From the entries below, copy every line that holds the word "used".

[Opening Task inputs section]

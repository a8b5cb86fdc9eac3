//! Benchmarks for chunk and flora generation.
//!
//! Run with: cargo bench --package verdant-world --bench generation

use criterion::{black_box, criterion_group, criterion_main, Criterion, Throughput};
use verdant_common::ChunkCoord;
use verdant_world::{
    FloraGenerator, GroundHeight, HeightField, HeightConfig, ObjectCollection, StreamingWindow,
    Terrain, WorldConfig,
};

fn benchmark_single_chunk(c: &mut Criterion) {
    let config = WorldConfig {
        cache_capacity: 1,
        ..WorldConfig::default()
    };
    let mut terrain = Terrain::new(config, 720.0, 42);

    c.bench_function("single_chunk_generation", |b| {
        let mut coord = 0i32;
        b.iter(|| {
            coord = coord.wrapping_add(1);
            let chunk = ChunkCoord::new(coord);
            black_box(terrain.create_in_range(chunk.min_x(300), chunk.max_x(300)))
        });
    });
}

fn benchmark_height_samples(c: &mut Criterion) {
    let field = HeightField::new(42, 333.0, &HeightConfig::default());

    c.bench_function("height_sample", |b| {
        let mut x = 0.0f32;
        b.iter(|| {
            x += 30.0;
            black_box(field.height_at(black_box(x)))
        });
    });
}

fn benchmark_flora(c: &mut Criterion) {
    let config = WorldConfig::default();
    let flora = FloraGenerator::new(42, &config);
    let field = HeightField::new(42, 333.0, &config.height);

    let mut group = c.benchmark_group("flora");
    group.throughput(Throughput::Elements(100));
    group.bench_function("100_chunks", |b| {
        b.iter(|| {
            for x in 0..100 {
                let chunk = ChunkCoord::new(x);
                black_box(flora.generate_in_range(&field, chunk, chunk.min_x(300), chunk.max_x(300)));
            }
        });
    });
    group.finish();
}

fn benchmark_streaming_walk(c: &mut Criterion) {
    let mut group = c.benchmark_group("streaming");
    group.sample_size(10);
    group.throughput(Throughput::Elements(1000));

    group.bench_function("walk_1000_ticks", |b| {
        b.iter(|| {
            let config = WorldConfig::default();
            let mut terrain = Terrain::new(config.clone(), 500.0, 7);
            let mut window = StreamingWindow::for_world(&config, 7);
            let mut objects = ObjectCollection::new();
            for step in 0..1000 {
                black_box(window.tick(step as f32 * 45.0, &mut terrain, &mut objects));
            }
        });
    });
    group.finish();
}

criterion_group!(
    benches,
    benchmark_single_chunk,
    benchmark_height_samples,
    benchmark_flora,
    benchmark_streaming_walk,
);
criterion_main!(benches);
//! Bounded chunk cache with least-recently-used eviction.

use std::collections::{HashMap, VecDeque};

use tracing::trace;
use verdant_common::ChunkCoord;

use crate::chunk::{Chunk, ChunkContents};

/// A chunk removed by the eviction policy.
#[derive(Debug)]
pub struct Eviction {
    /// Coordinate of the evicted chunk
    pub coord: ChunkCoord,
    /// What the chunk held
    pub contents: ChunkContents,
}

/// Coordinate-keyed chunk storage with an access-order queue.
///
/// Active chunks are never evicted. When every remaining candidate is
/// active the cache stays over capacity until one becomes inactive.
#[derive(Debug)]
pub struct ChunkCache {
    /// Cached chunks
    chunks: HashMap<ChunkCoord, Chunk>,
    /// Access order, least recently used at the front
    recency: VecDeque<ChunkCoord>,
    /// Target maximum number of chunks
    capacity: usize,
}

impl ChunkCache {
    /// Creates an empty cache.
    #[must_use]
    pub fn new(capacity: usize) -> Self {
        Self {
            chunks: HashMap::with_capacity(capacity + 1),
            recency: VecDeque::with_capacity(capacity + 1),
            capacity,
        }
    }

    /// Returns the target capacity.
    #[must_use]
    pub const fn capacity(&self) -> usize {
        self.capacity
    }

    /// Returns the number of cached chunks.
    #[must_use]
    pub fn len(&self) -> usize {
        self.chunks.len()
    }

    /// Returns true if nothing is cached.
    #[must_use]
    pub fn is_empty(&self) -> bool {
        self.chunks.is_empty()
    }

    /// Returns true if more chunks are cached than `capacity`.
    #[must_use]
    pub fn is_over_capacity(&self) -> bool {
        self.chunks.len() > self.capacity
    }

    /// Checks if a chunk is cached.
    #[must_use]
    pub fn contains(&self, coord: ChunkCoord) -> bool {
        self.chunks.contains_key(&coord)
    }

    /// Gets a cached chunk without touching its recency.
    #[must_use]
    pub fn get(&self, coord: ChunkCoord) -> Option<&Chunk> {
        self.chunks.get(&coord)
    }

    /// Gets a cached chunk mutably without touching its recency.
    pub fn get_mut(&mut self, coord: ChunkCoord) -> Option<&mut Chunk> {
        self.chunks.get_mut(&coord)
    }

    /// Marks a chunk as most recently used.
    pub fn touch(&mut self, coord: ChunkCoord) -> bool {
        if !self.chunks.contains_key(&coord) {
            return false;
        }
        if let Some(pos) = self.recency.iter().position(|&c| c == coord) {
            self.recency.remove(pos);
        }
        self.recency.push_back(coord);
        true
    }

    /// Inserts a chunk as most recently used, replacing any chunk at the
    /// same coordinate.
    pub fn insert(&mut self, chunk: Chunk) -> Option<Chunk> {
        let coord = chunk.coord();
        let previous = self.chunks.insert(coord, chunk);
        if previous.is_some() {
            self.recency.retain(|&c| c != coord);
        }
        self.recency.push_back(coord);
        previous
    }

    /// Removes a chunk regardless of recency.
    pub fn remove(&mut self, coord: ChunkCoord) -> Option<Chunk> {
        let chunk = self.chunks.remove(&coord)?;
        self.recency.retain(|&c| c != coord);
        Some(chunk)
    }

    /// Evicts least recently used inactive chunks until the cache fits.
    ///
    /// Chunks listed in `protected` are skipped along with active ones.
    pub fn evict_excess(&mut self, protected: &[ChunkCoord]) -> Vec<Eviction> {
        let mut evicted = Vec::new();
        let mut cursor = 0;

        while self.chunks.len() > self.capacity && cursor < self.recency.len() {
            let coord = self.recency[cursor];
            let evictable = !protected.contains(&coord)
                && self.chunks.get(&coord).is_some_and(|c| !c.is_active());

            if !evictable {
                cursor += 1;
                continue;
            }

            self.recency.remove(cursor);
            if let Some(mut chunk) = self.chunks.remove(&coord) {
                trace!("Evicting {coord}");
                evicted.push(Eviction {
                    coord,
                    contents: chunk.unload().unwrap_or_default(),
                });
            }
        }

        evicted
    }

    /// Iterates cached coordinates from least to most recently used.
    pub fn recency(&self) -> impl Iterator<Item = ChunkCoord> + '_ {
        self.recency.iter().copied()
    }

    /// Iterates over cached chunks in no particular order.
    pub fn chunks(&self) -> impl Iterator<Item = &Chunk> {
        self.chunks.values()
    }
}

[Closing Task inputs section]

• **Output of the task**:
//! Bounded chunk cache with least-recently-used eviction.
    /// Access order, least recently used at the front
    /// Marks a chunk as most recently used.
    /// Inserts a chunk as most recently used, replacing any chunk at the
    /// Evicts least recently used inactive chunks until the cache fits.
    /// Iterates cached coordinates from least to most recently used.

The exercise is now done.